Today 97 years ago, on Lag BaOmer in 1929, the youth movement Bnei Akiva was founded.

Though the first steps had actually been taken a few months earlier, Lag BaOmer was set as its official founding day.

Two young pioneers driven by a deep sense of mission were behind its creation: Yechiel Eliash and Menachem Charuvi.

Eliash was born in Czyżew, in the Białystok region. Charuvi was born in the town of Antopol, in the Grodno district.

Both were educated in cheder and later in a yeshiva high school. Eliash continued his studies at the Lomza Yeshiva, where he also became active in the Mizrachi Zionist movement. He later spent time at the Novardok Yeshiva, known for its Mussar discipline, and at the Tachkemoni school in Białystok.

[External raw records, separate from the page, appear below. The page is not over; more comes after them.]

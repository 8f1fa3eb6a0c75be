mod common;

use std::time::Duration;

use tokio_test::{assert_err, assert_ok};
use uuid::Uuid;

use common::{grade_json, Harness, ScriptedProvider};
use submission_grading::error::ProviderError;
use submission_grading::infrastructure::DurableStore;
use submission_grading::models::estimate_processing_time;
use submission_grading::services::{EventKind, SettingsService};
use submission_grading::{
    aggregate, Analysis, GradingConstraints, StatisticsScope, SubmissionStatus, SubmitRequest, ThresholdScale,
};

fn request(student: Uuid, content: &str) -> SubmitRequest {
    SubmitRequest::new(student, "Ines", "Binary search", content)
}

#[tokio::test]
async fn test_submit_then_read_returns_verbatim_content() {
    let h = Harness::new(ScriptedProvider::always(8));
    let content = "  fn search(v: &[i32]) -> Option<usize> {\n\tNone\n}  ";

    let submission = assert_ok!(h.lifecycle.submit(request(Uuid::new_v4(), content)).await);
    let read_back = h.lifecycle.submission(submission.id).await.unwrap();

    assert_eq!(read_back.status, SubmissionStatus::Created);
    assert_eq!(read_back.content, content);
    let durable = h.durable.find_submission(submission.id).await.unwrap().unwrap();
    assert_eq!(durable.content, content);
}

#[tokio::test]
async fn test_out_of_range_grade_is_clamped() {
    let h = Harness::new(ScriptedProvider::new(vec![
        Ok(grade_json(42, &["x"])),
        Ok(grade_json(-3, &["x"])),
    ]));

    let high = h.flow.submit_and_grade(request(Uuid::new_v4(), "a")).await.unwrap();
    let low = h.flow.submit_and_grade(request(Uuid::new_v4(), "b")).await.unwrap();

    assert_eq!(high.feedback.grade, 10);
    assert_eq!(low.feedback.grade, 1);
    assert_eq!(h.durable.find_feedback(high.submission_id).await.unwrap().unwrap().grade, 10);

    let constraints = GradingConstraints::default();
    for raw in [-7_i64, 0, 5, 10, 99] {
        let once = constraints.clamp(raw);
        assert_eq!(constraints.clamp(i64::from(once)), once);
    }
}

#[tokio::test]
async fn test_every_provider_failure_ends_rejected_with_zero() {
    let failures: Vec<Result<String, ProviderError>> = vec![
        Err(ProviderError::BadStatus(500)),
        Err(ProviderError::RequestFailed("connection reset".to_string())),
        Ok(String::new()),
        Ok("{\"Grade\": 7".to_string()),
        Ok(r#"{"Grade": 7, "IdentifiedErrors": []}"#.to_string()),
        Ok(r#"{"Grade": "7", "IdentifiedErrors": [], "ImprovementSuggestions": [], "FurtherRecommendations": []}"#
            .to_string()),
    ];

    for failure in failures {
        let h = Harness::new(ScriptedProvider::new(vec![failure]));
        let outcome = h.flow.submit_and_grade(request(Uuid::new_v4(), "x")).await.unwrap();

        assert_eq!(outcome.status, SubmissionStatus::Rejected);
        assert_eq!(outcome.feedback.grade, 0);
        assert_eq!(outcome.feedback.identified_problems, Analysis::fallback().identified_problems);

        let stored = h.lifecycle.submission(outcome.submission_id).await.unwrap();
        assert_eq!(stored.status, SubmissionStatus::Rejected);
    }
}

#[tokio::test]
async fn test_provider_timeout_ends_rejected() {
    let provider = ScriptedProvider::always(9).with_delay(Duration::from_millis(300));
    let h = Harness::with_timeout(provider, Duration::from_millis(20));

    let outcome = h.flow.submit_and_grade(request(Uuid::new_v4(), "slow")).await.unwrap();

    assert_eq!(outcome.status, SubmissionStatus::Rejected);
    assert!(Analysis {
        grade: outcome.feedback.grade,
        identified_problems: outcome.feedback.identified_problems.clone(),
        improvement_suggestions: outcome.feedback.improvement_suggestions.clone(),
        further_recommendations: outcome.feedback.further_recommendations.clone(),
    }
    .is_fallback());
}

#[tokio::test]
async fn test_aggregate_over_graded_pipeline() {
    let h = Harness::new(ScriptedProvider::new(vec![
        Ok(grade_json(9, &["naming"])),
        Ok(grade_json(7, &["naming", "no tests"])),
        Ok(grade_json(4, &["no tests"])),
        Err(ProviderError::BadStatus(502)),
    ]));
    let student = Uuid::new_v4();
    for content in ["a", "b", "c", "d"] {
        h.flow.submit_and_grade(request(student, content)).await.unwrap();
    }

    let feedback = h.lifecycle.all_feedback().await;
    assert_eq!(feedback.len(), 4);

    let snapshot = aggregate(&feedback, ThresholdScale::TEN_POINT);
    assert_eq!(snapshot.total, 3);
    assert_eq!(snapshot.average_grade, 6.67);
    assert_eq!(snapshot.grade_distribution.values().sum::<usize>(), snapshot.total);
    assert_eq!(snapshot.problem_frequency.get("no tests"), Some(&2));
    assert_eq!(snapshot.buckets.high, 1);

    let empty = aggregate(&[], ThresholdScale::TEN_POINT);
    assert_eq!(empty.total, 0);
    assert_eq!(empty.average_grade, 0.0);
}

#[tokio::test]
async fn test_reevaluation_keeps_reviewer_comment() {
    let h = Harness::new(ScriptedProvider::new(vec![
        Ok(grade_json(5, &["off by one"])),
        Ok(grade_json(9, &["minor style"])),
    ]));
    let first = h.flow.submit_and_grade(request(Uuid::new_v4(), "lo + hi / 2")).await.unwrap();
    h.lifecycle
        .add_reviewer_comment(first.submission_id, "overflow in midpoint")
        .await
        .unwrap();

    let second = h.flow.reevaluate(first.submission_id, Some("focus on overflow")).await.unwrap();

    assert_eq!(second.feedback.grade, 9);
    assert_eq!(second.feedback.identified_problems, vec!["minor style"]);
    assert_eq!(second.feedback.reviewer_comment.as_deref(), Some("overflow in midpoint"));
    let durable = h.durable.find_feedback(first.submission_id).await.unwrap().unwrap();
    assert_eq!(durable.reviewer_comment.as_deref(), Some("overflow in midpoint"));

    let prompts = h.provider.prompts();
    assert!(prompts[1].user.contains("Additional instructions: focus on overflow"));
}

#[tokio::test]
async fn test_comment_edited_during_reevaluation_survives() {
    let provider = ScriptedProvider::new(vec![Ok(grade_json(5, &["a"])), Ok(grade_json(8, &["b"]))])
        .with_delay(Duration::from_millis(200));
    let h = std::sync::Arc::new(Harness::new(provider));
    let first = h.flow.submit_and_grade(request(Uuid::new_v4(), "x")).await.unwrap();
    h.lifecycle.add_reviewer_comment(first.submission_id, "old").await.unwrap();

    let running = {
        let h = h.clone();
        tokio::spawn(async move { h.flow.reevaluate(first.submission_id, None).await })
    };
    tokio::time::sleep(Duration::from_millis(50)).await;
    h.lifecycle.add_reviewer_comment(first.submission_id, "edited").await.unwrap();

    let second = running.await.unwrap().unwrap();

    assert_eq!(second.feedback.grade, 8);
    assert_eq!(second.feedback.reviewer_comment.as_deref(), Some("edited"));
    let durable = h.durable.find_feedback(first.submission_id).await.unwrap().unwrap();
    assert_eq!(durable.reviewer_comment.as_deref(), Some("edited"));
}

#[tokio::test]
async fn test_purge_removes_student_from_statistics() {
    let h = Harness::new(ScriptedProvider::always(6));
    let leaving = Uuid::new_v4();
    let staying = Uuid::new_v4();
    h.flow.submit_and_grade(request(leaving, "a")).await.unwrap();
    h.flow.submit_and_grade(request(leaving, "b")).await.unwrap();
    h.flow.submit_and_grade(request(staying, "c")).await.unwrap();

    assert_eq!(h.lifecycle.purge(leaving).await.unwrap(), 2);
    assert_eq!(h.lifecycle.purge(leaving).await.unwrap(), 0);

    let feedback = h.lifecycle.all_feedback().await;
    let snapshot = aggregate(StatisticsScope::All.select(&feedback), ThresholdScale::TEN_POINT);
    assert_eq!(snapshot.total, 1);
    assert!(feedback.iter().all(|f| f.student_id == staying));
    assert!(h.durable.find_feedback_by_student(leaving).await.unwrap().is_empty());
}

#[tokio::test]
async fn test_purge_with_failing_durable_deletes_reports_removed_count() {
    let h = Harness::new(ScriptedProvider::always(6));
    let student = Uuid::new_v4();
    h.flow.submit_and_grade(request(student, "a")).await.unwrap();

    h.durable.fail_deletes(true);
    assert_eq!(h.lifecycle.purge(student).await.unwrap(), 1);
    assert!(h.lifecycle.submissions_by_student(student).await.is_empty());
    assert_eq!(h.durable.find_submissions_by_student(student).await.unwrap().len(), 1);

    // 持久化副本仍在，恢复后再次删除
    h.durable.fail_deletes(false);
    assert_eq!(h.lifecycle.purge(student).await.unwrap(), 1);
    assert_eq!(h.lifecycle.purge(student).await.unwrap(), 0);
}

#[tokio::test]
async fn test_estimated_duration_tiers() {
    let h = Harness::new(ScriptedProvider::always(6));
    let short = h.lifecycle.submit(request(Uuid::new_v4(), &"a".repeat(500))).await.unwrap();
    let medium = h.lifecycle.submit(request(Uuid::new_v4(), &"a".repeat(4000))).await.unwrap();

    assert_eq!(short.estimated_duration(), Duration::from_secs(60));
    assert_eq!(medium.estimated_duration(), Duration::from_secs(180));

    let mut previous = Duration::ZERO;
    for len in (0..=12_000).step_by(250) {
        let current = estimate_processing_time(&"é".repeat(len));
        assert!(current >= previous, "长度 {} 的预估时间变短了", len);
        previous = current;
    }
}

#[tokio::test]
async fn test_settings_are_read_on_every_evaluation() {
    let h = Harness::new(ScriptedProvider::always(57));
    let settings = SettingsService::new(h.state.clone());

    let before = h.flow.submit_and_grade(request(Uuid::new_v4(), "a")).await.unwrap();
    assert_eq!(before.feedback.grade, 10);

    settings
        .update_constraints(GradingConstraints::new(0, 100, vec!["complexity".to_string()]).unwrap())
        .await
        .unwrap();
    let after = h.flow.submit_and_grade(request(Uuid::new_v4(), "b")).await.unwrap();

    assert_eq!(after.feedback.grade, 57);
    assert!(h.provider.prompts()[1].user.contains("[0-100]"));
}

#[tokio::test]
async fn test_submission_limit_from_settings() {
    let h = Harness::new(ScriptedProvider::always(6));
    SettingsService::new(h.state.clone()).set_max_submissions(Some(2)).await.unwrap();
    let student = Uuid::new_v4();

    assert_ok!(h.lifecycle.submit(request(student, "1")).await);
    assert_ok!(h.lifecycle.submit(request(student, "2")).await);
    let err = assert_err!(h.lifecycle.submit(request(student, "3")).await);
    assert!(err.is_validation());
}

#[tokio::test]
async fn test_events_follow_the_lifecycle() {
    let h = Harness::new(ScriptedProvider::always(8));
    let mut events = h.notifier.subscribe(&[]);

    let outcome = h.flow.submit_and_grade(request(Uuid::new_v4(), "x")).await.unwrap();

    let created = events.recv().await.unwrap();
    assert_eq!(created.kind, EventKind::SubmissionCreated);
    assert_eq!(created.estimated_secs, Some(60));

    let evaluating = events.recv().await.unwrap();
    assert_eq!(evaluating.kind, EventKind::StatusChanged);
    assert_eq!(evaluating.status, Some(SubmissionStatus::Evaluating));

    let graded = events.recv().await.unwrap();
    assert_eq!(graded.status, Some(SubmissionStatus::Graded));
    assert_eq!(graded.grade, Some(8));
    assert_eq!(graded.submission_id, Some(outcome.submission_id));
    assert!(graded.evaluated_at.is_some());
}

#[tokio::test(flavor = "multi_thread", worker_threads = 4)]
async fn test_concurrent_grading() {
    let h = std::sync::Arc::new(Harness::new(
        ScriptedProvider::always(7).with_delay(Duration::from_millis(10)),
    ));

    let handles: Vec<_> = (0..16)
        .map(|i| {
            let h = h.clone();
            tokio::spawn(async move {
                h.flow
                    .submit_and_grade(request(Uuid::new_v4(), &format!("task {i}")))
                    .await
            })
        })
        .collect();

    for handle in handles {
        let outcome = handle.await.unwrap().unwrap();
        assert_eq!(outcome.status, SubmissionStatus::Graded);
    }
    assert_eq!(h.lifecycle.submissions_by_status(SubmissionStatus::Graded).await.len(), 16);
    assert_eq!(h.durable.all_feedback().await.unwrap().len(), 16);
}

Charuvi came to the Land of Israel at fifteen, studied at the Mizrachi school, and later became a student at the Hebrew University where he helped found the religious students’ association “Yavneh.”

Eliash arrived at seventeen and went on to study at Rabbi Kook’s Yeshivat Mercaz HaRav, while remaining active in Hapoel HaMizrachi.

Both believed with all their hearts that young people had a vital role to play in shaping a just society. They dreamed of a youth movement that would unite two ideals – Torah and labor – Torah va’Avodah – educating young people toward activism, responsibility and the pioneer spirit.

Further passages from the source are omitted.